● WHAT TO DO: State the number of lines in the records beneath that hold the word "BACKSPACE", and add nothing.

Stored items
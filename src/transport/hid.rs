//! Raw HID transport.
//!
//! Frames are fixed-size [`RAW_HID_REPORT_SIZE`](super::protocol::RAW_HID_REPORT_SIZE)
//! reports: a leading Report ID byte (always `0`, this device uses a single
//! numberless report) followed by a command byte and up to
//! [`DATA_PAYLOAD_SIZE`](super::protocol::DATA_PAYLOAD_SIZE) bytes of
//! payload. Uploads and downloads are lockstep: one chunk request, one
//! chunk response, repeated until the transfer completes.

use std::io::Write;
use std::time::{Duration, Instant};

use hidapi::{HidApi, HidDevice};
use tracing::{debug, warn};

use super::error::{ProtocolError, TransportError};
use super::protocol::*;
use super::{DeviceTransport, Target};

const FRAME_TIMEOUT: Duration = Duration::from_secs(5);
const POLL_INTERVAL: Duration = Duration::from_millis(10);
const REPORT_ID: u8 = 0;

/// The two device-facing operations [`HidTransport`] needs from a HID
/// handle. Exists so tests can swap in an in-memory fake instead of a real
/// `hidapi::HidDevice`, which can only ever name a physical node.
pub(crate) trait HidChannel {
    fn write(&self, frame: &[u8]) -> Result<usize, String>;
    fn read_timeout(&self, buf: &mut [u8], timeout_ms: i32) -> Result<usize, String>;
}

impl HidChannel for HidDevice {
    fn write(&self, frame: &[u8]) -> Result<usize, String> {
        HidDevice::write(self, frame).map_err(|e| e.to_string())
    }

    fn read_timeout(&self, buf: &mut [u8], timeout_ms: i32) -> Result<usize, String> {
        HidDevice::read_timeout(self, buf, timeout_ms).map_err(|e| e.to_string())
    }
}

/// Lays out one outbound 65-byte wire frame: a leading Report ID byte,
/// the command code, three reserved zero bytes, then up to
/// [`DATA_PAYLOAD_SIZE`] bytes of payload.
fn build_frame(command: u8, payload: &[u8]) -> [u8; RAW_HID_REPORT_SIZE + 1] {
    let mut frame = [0u8; RAW_HID_REPORT_SIZE + 1];
    frame[0] = REPORT_ID;
    frame[1] = command;
    frame[5..5 + payload.len()].copy_from_slice(payload);
    frame
}

/// Talks to an ODKey device over a Raw HID interface.
pub struct HidTransport<C: HidChannel = HidDevice> {
    device: C,
}

impl HidTransport<HidDevice> {
    /// Opens the first HID interface matching `vid`/`pid` whose interface
    /// number is `1`, the vendor-defined Raw HID interface carrying this
    /// protocol (interface `0` is the device's boot-keyboard interface).
    pub fn open(vid: u16, pid: u16) -> Result<Self, TransportError> {
        let api = HidApi::new().map_err(|e| TransportError::Io(e.to_string()))?;
        let info = api
            .device_list()
            .find(|d| d.vendor_id() == vid && d.product_id() == pid && d.interface_number() == 1)
            .ok_or(TransportError::DeviceNotFound)?;
        let device = info
            .open_device(&api)
            .map_err(|e| TransportError::Io(e.to_string()))?;
        Ok(Self { device })
    }

    /// Opens a specific device node directly, bypassing enumeration.
    pub fn open_path(path: &std::ffi::CStr) -> Result<Self, TransportError> {
        let api = HidApi::new().map_err(|e| TransportError::Io(e.to_string()))?;
        let device = api
            .open_path(path)
            .map_err(|e| TransportError::Io(e.to_string()))?;
        Ok(Self { device })
    }
}

impl<C: HidChannel> HidTransport<C> {
    #[cfg(test)]
    pub(crate) fn from_channel(device: C) -> Self {
        Self { device }
    }

    fn send_command(&self, command: u8, payload: &[u8]) -> Result<[u8; 64], TransportError> {
        if payload.len() > DATA_PAYLOAD_SIZE {
            return Err(ProtocolError::ValueTooLarge {
                field: "HID command payload",
                len: payload.len(),
                limit: DATA_PAYLOAD_SIZE,
            }
            .into());
        }

        // frame[0] is the Report ID hidapi prepends on the wire; within the
        // 64-byte report itself, byte 0 is the opcode, bytes 1-3 are
        // reserved, and the 60-byte payload starts at byte 4.
        let frame = build_frame(command, payload);

        self.device
            .write(&frame)
            .map_err(TransportError::Io)?;

        let deadline = Instant::now() + FRAME_TIMEOUT;
        loop {
            let mut response = [0u8; RAW_HID_REPORT_SIZE];
            let read = self
                .device
                .read_timeout(&mut response, POLL_INTERVAL.as_millis() as i32)
                .map_err(TransportError::Io)?;
            if read > 0 {
                if response[0] == RESP_ERROR {
                    return Err(ProtocolError::DeviceError.into());
                }
                if response[0] != RESP_OK {
                    warn!(code = response[0], "unexpected response code");
                }
                return Ok(response);
            }
            if Instant::now() >= deadline {
                return Err(TransportError::Timeout);
            }
        }
    }

    fn write_start(&self, target: Target, size: usize) -> Result<(), TransportError> {
        let cmd = match target {
            Target::Flash => CMD_FLASH_PROGRAM_WRITE_START,
            Target::Ram => CMD_RAM_PROGRAM_WRITE_START,
        };
        self.send_command(cmd, &(size as u32).to_le_bytes())?;
        Ok(())
    }

    fn write_chunk(&self, target: Target, chunk: &[u8]) -> Result<(), TransportError> {
        let cmd = match target {
            Target::Flash => CMD_FLASH_PROGRAM_WRITE_CHUNK,
            Target::Ram => CMD_RAM_PROGRAM_WRITE_CHUNK,
        };
        let mut padded = [0u8; DATA_PAYLOAD_SIZE];
        padded[..chunk.len()].copy_from_slice(chunk);
        self.send_command(cmd, &padded)?;
        Ok(())
    }

    fn write_finish(&self, target: Target, size: usize) -> Result<(), TransportError> {
        let cmd = match target {
            Target::Flash => CMD_FLASH_PROGRAM_WRITE_FINISH,
            Target::Ram => CMD_RAM_PROGRAM_WRITE_FINISH,
        };
        self.send_command(cmd, &(size as u32).to_le_bytes())?;
        Ok(())
    }
}

impl<C: HidChannel> DeviceTransport for HidTransport<C> {
    fn upload_program(&mut self, target: Target, program: &[u8]) -> Result<(), TransportError> {
        let limit = match target {
            Target::Flash => PROGRAM_FLASH_MAX_SIZE,
            Target::Ram => PROGRAM_RAM_MAX_SIZE,
        };
        if program.len() > limit {
            return Err(ProtocolError::ValueTooLarge {
                field: "program",
                len: program.len(),
                limit,
            }
            .into());
        }

        self.write_start(target, program.len())?;
        for chunk in program.chunks(DATA_PAYLOAD_SIZE) {
            self.write_chunk(target, chunk)?;
        }
        self.write_finish(target, program.len())?;
        debug!(bytes = program.len(), ?target, "uploaded program");
        Ok(())
    }

    fn download_program(&mut self, target: Target) -> Result<Vec<u8>, TransportError> {
        let (start_cmd, chunk_cmd) = match target {
            Target::Flash => (CMD_FLASH_PROGRAM_READ_START, CMD_FLASH_PROGRAM_READ_CHUNK),
            Target::Ram => (CMD_RAM_PROGRAM_READ_START, CMD_RAM_PROGRAM_READ_CHUNK),
        };

        let response = self.send_command(start_cmd, &[])?;
        let size = u32::from_le_bytes(response[4..8].try_into().unwrap()) as usize;
        if size == 0 {
            return Err(TransportError::NotFound);
        }

        let mut program = Vec::with_capacity(size);
        while program.len() < size {
            let response = self.send_command(chunk_cmd, &[])?;
            let remaining = size - program.len();
            let take = remaining.min(RAW_HID_REPORT_SIZE - 4);
            program.extend_from_slice(&response[4..4 + take]);
        }
        Ok(program)
    }

    fn execute_program(&mut self, target: Target) -> Result<(), TransportError> {
        let cmd = match target {
            Target::Flash => CMD_FLASH_PROGRAM_EXECUTE,
            Target::Ram => CMD_RAM_PROGRAM_EXECUTE,
        };
        self.send_command(cmd, &[])?;
        Ok(())
    }

    fn nvs_set(&mut self, key: &str, value: &NvsValue) -> Result<(), TransportError> {
        check_key_len(key)?;
        check_value_len(value)?;
        let bytes = value.to_bytes();

        let mut start_payload = vec![0u8; 25];
        start_payload[0] = value.type_tag();
        start_payload[1..5].copy_from_slice(&(bytes.len() as u32).to_le_bytes());
        start_payload[5..5 + key.len()].copy_from_slice(key.as_bytes());
        self.send_command(CMD_NVS_SET_START, &start_payload)?;

        for chunk in bytes.chunks(DATA_PAYLOAD_SIZE) {
            self.send_command(CMD_NVS_SET_DATA, chunk)?;
        }
        self.send_command(CMD_NVS_SET_FINISH, &[])?;
        Ok(())
    }

    fn nvs_get(&mut self, key: &str) -> Result<NvsValue, TransportError> {
        check_key_len(key)?;

        let mut start_payload = vec![0u8; 20];
        start_payload[..key.len()].copy_from_slice(key.as_bytes());
        let response = self.send_command(CMD_NVS_GET_START, &start_payload)?;

        let type_tag = response[4];
        let size = u32::from_le_bytes(response[5..9].try_into().unwrap()) as usize;
        if size == 0 && type_tag == 0 {
            return Err(TransportError::NotFound);
        }

        let first_chunk_len = size.min(RAW_HID_REPORT_SIZE - 9);
        let mut bytes = response[9..9 + first_chunk_len].to_vec();
        while bytes.len() < size {
            let response = self.send_command(CMD_NVS_GET_DATA, &[])?;
            let remaining = size - bytes.len();
            let take = remaining.min(RAW_HID_REPORT_SIZE - 4);
            bytes.extend_from_slice(&response[4..4 + take]);
        }

        Ok(NvsValue::from_wire(type_tag, &bytes)?)
    }

    fn nvs_delete(&mut self, key: &str) -> Result<(), TransportError> {
        check_key_len(key)?;
        let mut payload = vec![0u8; 20];
        payload[..key.len()].copy_from_slice(key.as_bytes());
        self.send_command(CMD_NVS_DELETE, &payload)?;
        Ok(())
    }

    fn download_logs(&mut self, sink: &mut dyn Write) -> Result<(), TransportError> {
        let response = self.send_command(CMD_LOG_STREAM, &[])?;
        let size = u32::from_le_bytes(response[4..8].try_into().unwrap()) as usize;
        let mut received = 0usize;
        while received < size {
            let response = self.send_command(CMD_LOG_STREAM, &[])?;
            let remaining = size - received;
            let take = remaining.min(RAW_HID_REPORT_SIZE - 4);
            sink.write_all(&response[4..4 + take])
                .map_err(|e| TransportError::Io(e.to_string()))?;
            received += take;
        }
        Ok(())
    }

    fn clear_logs(&mut self) -> Result<(), TransportError> {
        self.send_command(CMD_LOG_CLEAR, &[])?;
        Ok(())
    }

    fn close(self) -> Result<(), TransportError> {
        drop(self);
        Ok(())
    }
}
//! Static key, modifier and printable-character lookup tables.
//!
//! The codes match the USB HID Keyboard/Keypad usage page (letters
//! 0x04-0x1D, digits 0x1E-0x27, punctuation 0x2D-0x38, function keys
//! 0x3A-0x45, navigation 0x47-0x52, keypad 0x53-0x63, modifiers 0xE0-0xE7),
//! extended with the vendor's media/consumer-control codes used by the
//! firmware.

use phf::phf_map;

/// Textual key name to HID usage code, used by the lexer/parser.
pub static KEY_CODES: phf::Map<&'static str, u8> = phf_map! {
    "A" => 0x04, "B" => 0x05, "C" => 0x06, "D" => 0x07, "E" => 0x08,
    "F" => 0x09, "G" => 0x0A, "H" => 0x0B, "I" => 0x0C, "J" => 0x0D,
    "K" => 0x0E, "L" => 0x0F, "M" => 0x10, "N" => 0x11, "O" => 0x12,
    "P" => 0x13, "Q" => 0x14, "R" => 0x15, "S" => 0x16, "T" => 0x17,
    "U" => 0x18, "V" => 0x19, "W" => 0x1A, "X" => 0x1B, "Y" => 0x1C,
    "Z" => 0x1D,
    "1" => 0x1E, "2" => 0x1F, "3" => 0x20, "4" => 0x21, "5" => 0x22,
    "6" => 0x23, "7" => 0x24, "8" => 0x25, "9" => 0x26, "0" => 0x27,
    "ENTER" => 0x28, "ESCAPE" => 0x29, "BACKSPACE" => 0x2A, "TAB" => 0x2B,
    "SPACE" => 0x2C, "MINUS" => 0x2D, "EQUAL" => 0x2E, "LEFTBRACE" => 0x2F,
    "RIGHTBRACE" => 0x30, "BACKSLASH" => 0x31, "NONUS_HASH" => 0x32,
    "SEMICOLON" => 0x33, "APOSTROPHE" => 0x34, "GRAVE" => 0x35,
    "COMMA" => 0x36, "DOT" => 0x37, "SLASH" => 0x38, "CAPSLOCK" => 0x39,
    "F1" => 0x3A, "F2" => 0x3B, "F3" => 0x3C, "F4" => 0x3D, "F5" => 0x3E,
    "F6" => 0x3F, "F7" => 0x40, "F8" => 0x41, "F9" => 0x42, "F10" => 0x43,
    "F11" => 0x44, "F12" => 0x45,
    "SCROLLLOCK" => 0x47, "PAUSE" => 0x48, "INSERT" => 0x49, "HOME" => 0x4A,
    "PAGEUP" => 0x4B, "DELETE" => 0x4C, "END" => 0x4D, "PAGEDOWN" => 0x4E,
    "RIGHT" => 0x4F, "LEFT" => 0x50, "DOWN" => 0x51, "UP" => 0x52,
    "NUMLOCK" => 0x53, "KP_SLASH" => 0x54, "KP_ASTERISK" => 0x55,
    "KP_MINUS" => 0x56, "KP_PLUS" => 0x57, "KP_ENTER" => 0x58,
    "KP_1" => 0x59, "KP_2" => 0x5A, "KP_3" => 0x5B, "KP_4" => 0x5C,
    "KP_5" => 0x5D, "KP_6" => 0x5E, "KP_7" => 0x5F, "KP_8" => 0x60,
    "KP_9" => 0x61, "KP_0" => 0x62, "KP_DOT" => 0x63,
    "APPLICATION" => 0x65, "MENU" => 0x76,
    "HENKAN" => 0x8A, "MUHENKAN" => 0x8B, "KATAKANAHIRAGANA" => 0x8C,
    "HANGEUL" => 0x90, "HANJA" => 0x91,
    "POWER" => 0x81, "SLEEP" => 0x82, "WAKE" => 0x83,
    "LEFTCTRL" => 0xE0, "LEFTSHIFT" => 0xE1, "LEFTALT" => 0xE2,
    "LEFTMETA" => 0xE3, "RIGHTCTRL" => 0xE4, "RIGHTSHIFT" => 0xE5,
    "RIGHTALT" => 0xE6, "RIGHTMETA" => 0xE7,
    "MEDIA_PLAY_PAUSE" => 0xE8, "MEDIA_STOP" => 0xE9,
    "MEDIA_PREVIOUS" => 0xEA, "MEDIA_NEXT" => 0xEB,
    "MEDIA_VOLUME_UP" => 0xEC, "MEDIA_VOLUME_DOWN" => 0xED,
    "MEDIA_MUTE" => 0xEE, "MEDIA_EJECT" => 0xB3, "MEDIA_RECORD" => 0xB4,
    "MEDIA_REWIND" => 0xB5, "MEDIA_FAST_FORWARD" => 0xB6,
    "CALCULATOR" => 0xA1, "MYCOMPUTER" => 0xA2, "WWW_SEARCH" => 0xA3,
    "WWW_HOME" => 0xA4, "WWW_BACK" => 0xA5, "WWW_FORWARD" => 0xA6,
    "WWW_STOP" => 0xA7, "WWW_REFRESH" => 0xA8, "WWW_FAVORITES" => 0xA9,
    "MAIL" => 0xAA, "COMPOSE" => 0xAB, "BROWSER_BACK" => 0xAC,
    "BROWSER_FORWARD" => 0xAD, "BROWSER_REFRESH" => 0xAE,
    "BROWSER_STOP" => 0xAF, "BROWSER_SEARCH" => 0xB0,
    "BROWSER_FAVORITES" => 0xB1, "BROWSER_HOME" => 0xB2,
    "GAME" => 0xB7, "CHAT" => 0xB8, "ZOOM" => 0xB9, "PRESENTATION" => 0xBA,
    "SPREADSHEET" => 0xBB, "LANGUAGE" => 0xBC,
};

/// HID usage code to textual key name, used by the disassembler. Codes with
/// more than one name in [`KEY_CODES`] (there are none currently) would
/// render using whichever wins `phf`'s build-time dedup; the tables are kept
/// in sync by hand and exercised by a round-trip test.
pub static KEY_NAMES: phf::Map<u8, &'static str> = phf_map! {
    4u8 => "A", 5u8 => "B", 6u8 => "C", 7u8 => "D", 8u8 => "E",
    9u8 => "F", 10u8 => "G", 11u8 => "H", 12u8 => "I", 13u8 => "J",
    14u8 => "K", 15u8 => "L", 16u8 => "M", 17u8 => "N", 18u8 => "O",
    19u8 => "P", 20u8 => "Q", 21u8 => "R", 22u8 => "S", 23u8 => "T",
    24u8 => "U", 25u8 => "V", 26u8 => "W", 27u8 => "X", 28u8 => "Y",
    29u8 => "Z",
    30u8 => "1", 31u8 => "2", 32u8 => "3", 33u8 => "4", 34u8 => "5",
    35u8 => "6", 36u8 => "7", 37u8 => "8", 38u8 => "9", 39u8 => "0",
    40u8 => "ENTER", 41u8 => "ESCAPE", 42u8 => "BACKSPACE", 43u8 => "TAB",
    44u8 => "SPACE", 45u8 => "MINUS", 46u8 => "EQUAL", 47u8 => "LEFTBRACE",
    48u8 => "RIGHTBRACE", 49u8 => "BACKSLASH", 50u8 => "NONUS_HASH",
    51u8 => "SEMICOLON", 52u8 => "APOSTROPHE", 53u8 => "GRAVE",
    54u8 => "COMMA", 55u8 => "DOT", 56u8 => "SLASH", 57u8 => "CAPSLOCK",
    58u8 => "F1", 59u8 => "F2", 60u8 => "F3", 61u8 => "F4", 62u8 => "F5",
    63u8 => "F6", 64u8 => "F7", 65u8 => "F8", 66u8 => "F9", 67u8 => "F10",
    68u8 => "F11", 69u8 => "F12",
    71u8 => "SCROLLLOCK", 72u8 => "PAUSE", 73u8 => "INSERT", 74u8 => "HOME",
    75u8 => "PAGEUP", 76u8 => "DELETE", 77u8 => "END", 78u8 => "PAGEDOWN",
    79u8 => "RIGHT", 80u8 => "LEFT", 81u8 => "DOWN", 82u8 => "UP",
    83u8 => "NUMLOCK", 84u8 => "KP_SLASH", 85u8 => "KP_ASTERISK",
    86u8 => "KP_MINUS", 87u8 => "KP_PLUS", 88u8 => "KP_ENTER",
    89u8 => "KP_1", 90u8 => "KP_2", 91u8 => "KP_3", 92u8 => "KP_4",
    93u8 => "KP_5", 94u8 => "KP_6", 95u8 => "KP_7", 96u8 => "KP_8",
    97u8 => "KP_9", 98u8 => "KP_0", 99u8 => "KP_DOT",
    101u8 => "APPLICATION", 118u8 => "MENU",
    129u8 => "POWER", 130u8 => "SLEEP", 131u8 => "WAKE",
    138u8 => "HENKAN", 139u8 => "MUHENKAN", 140u8 => "KATAKANAHIRAGANA",
    144u8 => "HANGEUL", 145u8 => "HANJA",
    224u8 => "LEFTCTRL", 225u8 => "LEFTSHIFT", 226u8 => "LEFTALT",
    227u8 => "LEFTMETA", 228u8 => "RIGHTCTRL", 229u8 => "RIGHTSHIFT",
    230u8 => "RIGHTALT", 231u8 => "RIGHTMETA",
    232u8 => "MEDIA_PLAY_PAUSE", 233u8 => "MEDIA_STOP",
    234u8 => "MEDIA_PREVIOUS", 235u8 => "MEDIA_NEXT",
    236u8 => "MEDIA_VOLUME_UP", 237u8 => "MEDIA_VOLUME_DOWN",
    238u8 => "MEDIA_MUTE",
};

/// Modifier name to bitmask bit.
pub static MODIFIER_BITS: phf::Map<&'static str, u8> = phf_map! {
    "M_LEFTCTRL" => 0x01,
    "M_LEFTSHIFT" => 0x02,
    "M_LEFTALT" => 0x04,
    "M_LEFTGUI" => 0x08,
    "M_RIGHTCTRL" => 0x10,
    "M_RIGHTSHIFT" => 0x20,
    "M_RIGHTALT" => 0x40,
    "M_RIGHTGUI" => 0x80,
};

/// Modifier bits in ascending order with their names, for the disassembler.
pub static MODIFIER_NAMES: &[(u8, &str)] = &[
    (0x01, "M_LEFTCTRL"),
    (0x02, "M_LEFTSHIFT"),
    (0x04, "M_LEFTALT"),
    (0x08, "M_LEFTGUI"),
    (0x10, "M_RIGHTCTRL"),
    (0x20, "M_RIGHTSHIFT"),
    (0x40, "M_RIGHTALT"),
    (0x80, "M_RIGHTGUI"),
];

/// Maps a printable ASCII character (as typed in a `type "..."` statement)
/// to the `(keycode, modifier_mask)` pair the device should press, following
/// the fallback rule in [`char_to_keycode`] for anything not listed here.
static CHAR_MAP: phf::Map<char, (u8, u8)> = phf_map! {
    '\t' => (0x2B, 0), // TAB
    '\n' => (0x28, 0), // ENTER
    '!' => (0x1E, 0x02), '@' => (0x1F, 0x02), '#' => (0x20, 0x02),
    '$' => (0x21, 0x02), '%' => (0x22, 0x02), '^' => (0x23, 0x02),
    '&' => (0x24, 0x02), '*' => (0x25, 0x02), '(' => (0x26, 0x02),
    ')' => (0x27, 0x02),
    '_' => (0x2D, 0x02), '+' => (0x2E, 0x02), '{' => (0x2F, 0x02),
    '}' => (0x30, 0x02), '|' => (0x31, 0x02), ':' => (0x33, 0x02),
    '<' => (0x36, 0x02), '>' => (0x37, 0x02), '?' => (0x38, 0x02),
    '~' => (0x35, 0x02), '"' => (0x34, 0x02),
    '-' => (0x2D, 0), '=' => (0x2E, 0), '[' => (0x2F, 0), ']' => (0x30, 0),
    '\\' => (0x31, 0), ';' => (0x33, 0), '\'' => (0x34, 0), '`' => (0x35, 0),
    ',' => (0x36, 0), '.' => (0x37, 0), '/' => (0x38, 0),
    ' ' => (0x2C, 0), // SPACE
};

/// Converts a character typed by a `type "..."` statement into a
/// `(keycode, modifier_mask)` pair.
///
/// Lowercase letters map to the letter code with no modifier; uppercase
/// letters map to the same code with `M_LEFTSHIFT`; digits map directly. Any
/// character with no entry falls back to `SPACE` with no modifier — a
/// deliberate, documented choice preserved from the original implementation
/// (see the strict-typing redesign flag on [`crate::script::Compiler`]).
pub fn char_to_keycode(c: char) -> (u8, u8) {
    lookup_keycode(c).unwrap_or((KEY_CODES["SPACE"], 0))
}

/// Looks up a character's `(keycode, modifier_mask)` pair without applying
/// the `SPACE` fallback, so callers can distinguish "maps to space" from
/// "has no mapping at all".
pub fn lookup_keycode(c: char) -> Option<(u8, u8)> {
    if c.is_ascii_alphabetic() {
        let upper = c.to_ascii_uppercase();
        let code = KEY_CODES[upper.to_string().as_str()];
        return Some(if c.is_uppercase() { (code, 0x02) } else { (code, 0) });
    }

    if c.is_ascii_digit() {
        return Some((KEY_CODES[c.to_string().as_str()], 0));
    }

    CHAR_MAP.get(&c).copied()
}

● ANSWER FOR THIS EXERCISE: 2